/// Pass class registry used to instantiate scene renderer definitions.

use rustc_hash::FxHashMap;
use crate::error::{Error, Result};
use crate::scene::DrawPhase;
use super::passes::{BeginPass, DrawPhasePass};
use super::scene_renderer::PassDesc;
use super::scene_renderer_pass::SceneRendererPass;

/// Pass factory function type
type PassFactory = Box<dyn Fn(&PassDesc) -> Result<Box<dyn SceneRendererPass>> + Send + Sync>;

/// Maps pass class names to factories
pub struct PassRegistry {
    factories: FxHashMap<String, PassFactory>,
}

impl std::fmt::Debug for PassRegistry {
    fn fmt(&self, f: &mut std::fmt::Formatter<'_>) -> std::fmt::Result {
        f.debug_struct("PassRegistry")
            .field("classes", &self.class_names())
            .finish()
    }
}

impl Default for PassRegistry {
    fn default() -> Self {
        Self::with_builtins()
    }
}

impl PassRegistry {
    /// Registry without any class
    pub fn empty() -> Self {
        Self {
            factories: FxHashMap::default(),
        }
    }

    /// Registry with `Begin` and one class per draw phase
    pub fn with_builtins() -> Self {
        let mut registry = Self::empty();
        registry.register(BeginPass::CLASS, |desc| {
            let mut pass = BeginPass::new(desc.instance_name());
            if let Some(color) = desc.clear_color {
                pass = pass.with_clear_color(color);
            }
            Ok(Box::new(pass))
        });
        for phase in DrawPhase::ALL {
            registry.register(phase.name(), move |desc| {
                let pass = DrawPhasePass::new(desc.instance_name(), phase).with_sorting(desc.sort);
                Ok(Box::new(pass))
            });
        }
        registry
    }

    /// Register (or replace) a pass class
    pub fn register<F>(&mut self, class: &str, factory: F)
    where
        F: Fn(&PassDesc) -> Result<Box<dyn SceneRendererPass>> + Send + Sync + 'static,
    {
        self.factories.insert(class.to_string(), Box::new(factory));
    }

    pub fn unregister(&mut self, class: &str) -> bool {
        self.factories.remove(class).is_some()
    }

    pub fn contains(&self, class: &str) -> bool {
        self.factories.contains_key(class)
    }

    /// Registered class names, sorted
    pub fn class_names(&self) -> Vec<&str> {
        let mut names: Vec<&str> = self.factories.keys().map(|k| k.as_str()).collect();
        names.sort_unstable();
        names
    }

    /// Instantiate the pass described by `desc`
    pub fn create(&self, desc: &PassDesc) -> Result<Box<dyn SceneRendererPass>> {
        let factory = self
            .factories
            .get(&desc.class)
            .ok_or_else(|| Error::ResourceNotFound(format!("Pass class '{}' not registered", desc.class)))?;
        factory(desc)
    }
}
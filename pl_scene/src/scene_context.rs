/// Scene context: owns the scene graph, the scene renderer manager and the
/// active camera, and drives one frame.
///
/// The active camera is context state, not a process-wide global. A camera
/// that no longer exists is never reported as active.

use rustc_hash::FxHashMap;
use crate::compositing::{
    FrameReport, PassContext, SceneRendererHandle, SceneRendererLoader, SceneRendererManager,
};
use crate::config::SceneContextConfig;
use crate::error::Result;
use crate::renderer::{apply_camera_matrices, Renderer};
use crate::scene::{SceneGraph, SceneNodeKey};
use crate::visibility::{CullQuery, CullStatistics, VisTree};
use crate::{pl_bail, pl_debug, pl_err, pl_warn};

pub struct SceneContext {
    config: SceneContextConfig,
    graph: SceneGraph,
    scene_renderers: SceneRendererManager,
    active_camera: Option<SceneNodeKey>,
    /// One query per camera, kept to recycle tree allocations
    cull_queries: FxHashMap<SceneNodeKey, CullQuery>,
    frame: u64,
}

impl std::fmt::Debug for SceneContext {
    fn fmt(&self, f: &mut std::fmt::Formatter<'_>) -> std::fmt::Result {
        f.debug_struct("SceneContext")
            .field("nodes", &self.graph.len())
            .field("scene_renderers", &self.scene_renderers)
            .field("active_camera", &self.active_camera)
            .field("frame", &self.frame)
            .finish()
    }
}

impl SceneContext {
    /// Context whose scene renderers are RON files relative to the working directory
    pub fn new(config: SceneContextConfig) -> Result<Self> {
        config.validate()?;
        let scene_renderers = SceneRendererManager::new(config.scene_renderer_manager.clone());
        Ok(Self::assemble(config, scene_renderers))
    }

    pub fn with_loader(config: SceneContextConfig, loader: Box<dyn SceneRendererLoader>) -> Result<Self> {
        config.validate()?;
        let scene_renderers = SceneRendererManager::with_loader(config.scene_renderer_manager.clone(), loader);
        Ok(Self::assemble(config, scene_renderers))
    }

    fn assemble(config: SceneContextConfig, scene_renderers: SceneRendererManager) -> Self {
        Self {
            config,
            graph: SceneGraph::new(),
            scene_renderers,
            active_camera: None,
            cull_queries: FxHashMap::default(),
            frame: 0,
        }
    }

    pub fn config(&self) -> &SceneContextConfig {
        &self.config
    }

    pub fn graph(&self) -> &SceneGraph {
        &self.graph
    }

    pub fn graph_mut(&mut self) -> &mut SceneGraph {
        &mut self.graph
    }

    pub fn scene_renderers(&self) -> &SceneRendererManager {
        &self.scene_renderers
    }

    pub fn scene_renderers_mut(&mut self) -> &mut SceneRendererManager {
        &mut self.scene_renderers
    }

    /// Number of frames drawn so far
    pub fn frame(&self) -> u64 {
        self.frame
    }

    /// Destroy a node through the graph, releasing the camera state it held
    pub fn destroy_node(&mut self, key: SceneNodeKey) -> Result<usize> {
        let destroyed = self.graph.destroy_node(key)?;
        if self.active_camera.is_some_and(|camera| !self.graph.contains(camera)) {
            pl_debug!("plscene::SceneContext", "Active camera destroyed");
            self.active_camera = None;
        }
        self.cull_queries.retain(|camera, _| self.graph.contains(*camera));
        Ok(destroyed)
    }

    // ===== ACTIVE CAMERA =====

    /// Select the active camera.
    ///
    /// With a renderer, the camera's projection and view matrices are pushed
    /// to it right away.
    pub fn set_camera(&mut self, camera: Option<SceneNodeKey>, renderer: Option<&mut dyn Renderer>) -> Result<()> {
        if let Some(key) = camera {
            if self.graph.camera(key).is_none() {
                pl_bail!("plscene::SceneContext", InvalidSceneNode, "Scene node is not a camera");
            }
        }
        self.active_camera = camera;
        if let (Some(key), Some(renderer)) = (camera, renderer) {
            self.apply_camera(key, renderer);
        }
        Ok(())
    }

    /// Active camera, if it still exists
    pub fn camera(&self) -> Option<SceneNodeKey> {
        self.active_camera.filter(|&key| self.graph.camera(key).is_some())
    }

    /// Push a camera's projection and view matrices into `renderer`
    pub fn apply_camera(&mut self, camera: SceneNodeKey, renderer: &mut dyn Renderer) -> bool {
        let viewport = renderer.viewport();
        let Some((cam, transform)) = self.graph.camera_with_transform(camera) else {
            return false;
        };
        let projection = cam.projection_matrix(&viewport);
        let view = cam.view_matrix(transform);
        apply_camera_matrices(renderer, Some(&projection), Some(&view));
        true
    }

    /// Scene renderer of a camera: its own file, else the configured default.
    ///
    /// The handle is cached on the camera until its filename changes.
    pub fn scene_renderer_for(&mut self, camera: SceneNodeKey) -> Option<SceneRendererHandle> {
        let cam = self.graph.camera(camera)?;
        if let Some(handle) = cam.scene_renderer_handle() {
            return Some(handle.clone());
        }

        let filename = match cam.scene_renderer_filename() {
            "" => self.config.default_scene_renderer.clone()?,
            name => name.to_string(),
        };
        let handle = match self.scene_renderers.load(&filename) {
            Ok(handle) => handle,
            Err(e) => {
                pl_warn!("plscene::SceneContext", "Cannot use scene renderer '{}': {}", filename, e);
                return None;
            }
        };
        if let Some((cam, _)) = self.graph.camera_with_transform(camera) {
            cam.set_scene_renderer_handle(Some(handle.clone()));
        }
        Some(handle)
    }

    // ===== FRAME =====

    /// Draw one frame of the active camera below `root`.
    ///
    /// Without an active camera or a usable scene renderer the frame is a
    /// no-op. Pass failures are logged and listed in the report.
    pub fn draw(&mut self, renderer: &mut dyn Renderer, root: SceneNodeKey) -> Result<FrameReport> {
        let report = match self.camera() {
            Some(camera) => self.draw_camera(renderer, camera, root)?,
            None => {
                pl_debug!("plscene::SceneContext", "No active camera, skipping frame {}", self.frame);
                FrameReport::default()
            }
        };
        self.scene_renderers.collect_unused();
        self.frame += 1;
        Ok(report)
    }

    fn draw_camera(&mut self, renderer: &mut dyn Renderer, camera: SceneNodeKey, root: SceneNodeKey) -> Result<FrameReport> {
        let Some(handle) = self.scene_renderer_for(camera) else {
            return Ok(FrameReport::default());
        };
        let mut scene_renderer = handle
            .lock()
            .map_err(|_| pl_err!("plscene::SceneContext", BackendError, "Scene renderer lock is poisoned"))?;

        let cull = &self.config.cull;
        let query = self
            .cull_queries
            .entry(camera)
            .or_insert_with(|| CullQuery::new(cull.clone()));
        let mut ctx = PassContext::new(&mut self.graph, renderer, camera, root, query);
        Ok(scene_renderer.draw(&mut ctx))
    }

    /// Tree built for `camera` during the last frame it was drawn
    pub fn visibility(&self, camera: SceneNodeKey) -> Option<&VisTree> {
        self.cull_queries.get(&camera).map(|q| q.tree())
    }

    pub fn cull_statistics(&self, camera: SceneNodeKey) -> Option<&CullStatistics> {
        self.cull_queries.get(&camera).map(|q| q.statistics())
    }
}

#[cfg(test)]
#[path = "scene_context_tests.rs"]
mod tests;
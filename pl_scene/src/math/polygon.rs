/// Convex polygons and Sutherland–Hodgman clipping.

use glam::{Mat4, Vec3, Vec4};
use super::aabb::AABB;
use super::plane_set::{PlaneSet, plane_distance};

/// Planar convex polygon, vertices in winding order
#[derive(Debug, Clone, Default, PartialEq)]
pub struct Polygon {
    vertices: Vec<Vec3>,
}

impl Polygon {
    pub fn new(vertices: Vec<Vec3>) -> Self {
        Self { vertices }
    }

    pub fn vertices(&self) -> &[Vec3] {
        &self.vertices
    }

    pub fn len(&self) -> usize {
        self.vertices.len()
    }

    pub fn is_empty(&self) -> bool {
        self.vertices.is_empty()
    }

    /// At least three vertices
    pub fn is_valid(&self) -> bool {
        self.vertices.len() >= 3
    }

    /// Plane of the polygon, normal following the right-hand rule.
    ///
    /// Newell's method, so slightly non-planar input still gives a usable
    /// plane. `None` for fewer than three vertices or zero area.
    pub fn plane(&self) -> Option<Vec4> {
        if !self.is_valid() {
            return None;
        }
        let mut normal = Vec3::ZERO;
        for (i, &a) in self.vertices.iter().enumerate() {
            let b = self.vertices[(i + 1) % self.vertices.len()];
            normal.x += (a.y - b.y) * (a.z + b.z);
            normal.y += (a.z - b.z) * (a.x + b.x);
            normal.z += (a.x - b.x) * (a.y + b.y);
        }
        let normal = normal.try_normalize()?;
        Some(normal.extend(-normal.dot(self.centroid())))
    }

    pub fn centroid(&self) -> Vec3 {
        if self.vertices.is_empty() {
            return Vec3::ZERO;
        }
        self.vertices.iter().copied().sum::<Vec3>() / self.vertices.len() as f32
    }

    pub fn bounding_box(&self) -> Option<AABB> {
        AABB::from_points(self.vertices.iter().copied())
    }

    pub fn transformed(&self, matrix: &Mat4) -> Polygon {
        Polygon {
            vertices: self.vertices.iter().map(|&v| matrix.transform_point3(v)).collect(),
        }
    }

    /// Keep the part of the polygon in front of (or on) `plane`
    pub fn clipped_by_plane(&self, plane: Vec4) -> Polygon {
        let count = self.vertices.len();
        let mut out = Vec::with_capacity(count + 1);

        for i in 0..count {
            let current = self.vertices[i];
            let next = self.vertices[(i + 1) % count];
            let d_current = plane_distance(plane, current);
            let d_next = plane_distance(plane, next);

            if d_current >= 0.0 {
                out.push(current);
            }
            if (d_current >= 0.0) != (d_next >= 0.0) {
                let t = d_current / (d_current - d_next);
                out.push(current + (next - current) * t);
            }
        }

        Polygon { vertices: out }
    }

    /// Clip against every plane of the set, stopping once nothing is left
    pub fn clipped_by(&self, planes: &PlaneSet) -> Polygon {
        let mut polygon = self.clone();
        for &plane in planes.planes() {
            if polygon.is_empty() {
                break;
            }
            polygon = polygon.clipped_by_plane(plane);
        }
        polygon
    }
}

#[cfg(test)]
#[path = "polygon_tests.rs"]
mod tests;
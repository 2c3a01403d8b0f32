/// Axis-aligned bounding box.

use glam::{Mat4, Vec3};

/// Axis-aligned bounding box
#[derive(Debug, Clone, Copy, PartialEq)]
pub struct AABB {
    /// Minimum corner (x, y, z)
    pub min: Vec3,
    /// Maximum corner (x, y, z)
    pub max: Vec3,
}

impl Default for AABB {
    fn default() -> Self {
        Self { min: Vec3::ZERO, max: Vec3::ZERO }
    }
}

impl AABB {
    pub fn new(min: Vec3, max: Vec3) -> Self {
        Self { min, max }
    }

    /// Box of half-size `half_extents` around `center`
    pub fn from_center_half_extents(center: Vec3, half_extents: Vec3) -> Self {
        Self { min: center - half_extents, max: center + half_extents }
    }

    /// Smallest box enclosing all points, `None` for an empty iterator
    pub fn from_points<I: IntoIterator<Item = Vec3>>(points: I) -> Option<Self> {
        let mut iter = points.into_iter();
        let first = iter.next()?;
        let mut aabb = AABB { min: first, max: first };
        for p in iter {
            aabb.min = aabb.min.min(p);
            aabb.max = aabb.max.max(p);
        }
        Some(aabb)
    }

    pub fn center(&self) -> Vec3 {
        (self.min + self.max) * 0.5
    }

    pub fn extents(&self) -> Vec3 {
        self.max - self.min
    }

    /// A box without volume: no extent on at least one axis (flat quads,
    /// lines, points) or inverted.
    ///
    /// Degenerate boxes are never culled.
    pub fn is_degenerate(&self) -> bool {
        self.max.cmple(self.min).any()
    }

    /// The eight corners, min corner first
    pub fn corners(&self) -> [Vec3; 8] {
        let (a, b) = (self.min, self.max);
        [
            Vec3::new(a.x, a.y, a.z),
            Vec3::new(b.x, a.y, a.z),
            Vec3::new(a.x, b.y, a.z),
            Vec3::new(b.x, b.y, a.z),
            Vec3::new(a.x, a.y, b.z),
            Vec3::new(b.x, a.y, b.z),
            Vec3::new(a.x, b.y, b.z),
            Vec3::new(b.x, b.y, b.z),
        ]
    }

    /// Transform this box by a matrix, returning the enclosing box.
    ///
    /// Arvo's method: each matrix axis is projected onto the extents,
    /// giving a tight result without transforming all 8 corners.
    pub fn transformed(&self, matrix: &Mat4) -> AABB {
        let translation = matrix.col(3).truncate();
        let mut new_min = translation;
        let mut new_max = translation;

        for i in 0..3 {
            let axis = matrix.col(i).truncate();
            let a = axis * self.min[i];
            let b = axis * self.max[i];
            new_min += a.min(b);
            new_max += a.max(b);
        }

        AABB { min: new_min, max: new_max }
    }

    /// Grow to include `other`
    pub fn merged(&self, other: &AABB) -> AABB {
        AABB { min: self.min.min(other.min), max: self.max.max(other.max) }
    }

    pub fn contains_point(&self, p: Vec3) -> bool {
        p.cmpge(self.min).all() && p.cmple(self.max).all()
    }

    /// `true` if `other` is entirely within `self`.
    pub fn contains(&self, other: &AABB) -> bool {
        other.min.cmpge(self.min).all() && other.max.cmple(self.max).all()
    }

    /// `true` if the two boxes overlap or touch.
    pub fn intersects(&self, other: &AABB) -> bool {
        self.min.cmple(other.max).all() && self.max.cmpge(other.min).all()
    }

    /// Squared distance from `p` to the closest point of the box (0 inside)
    pub fn squared_distance_to_point(&self, p: Vec3) -> f32 {
        let closest = p.clamp(self.min, self.max);
        closest.distance_squared(p)
    }
}

#[cfg(test)]
#[path = "aabb_tests.rs"]
mod tests;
------------------------------------------------------------
__AIM OF THE EXERCISE__
Whenever the string "enclosing" shows up in a line of the records, copy that line.

__OUTPUT OF THE TASK__
    /// Smallest box enclosing all points, `None` for an empty iterator
    /// Transform this box by a matrix, returning the enclosing box.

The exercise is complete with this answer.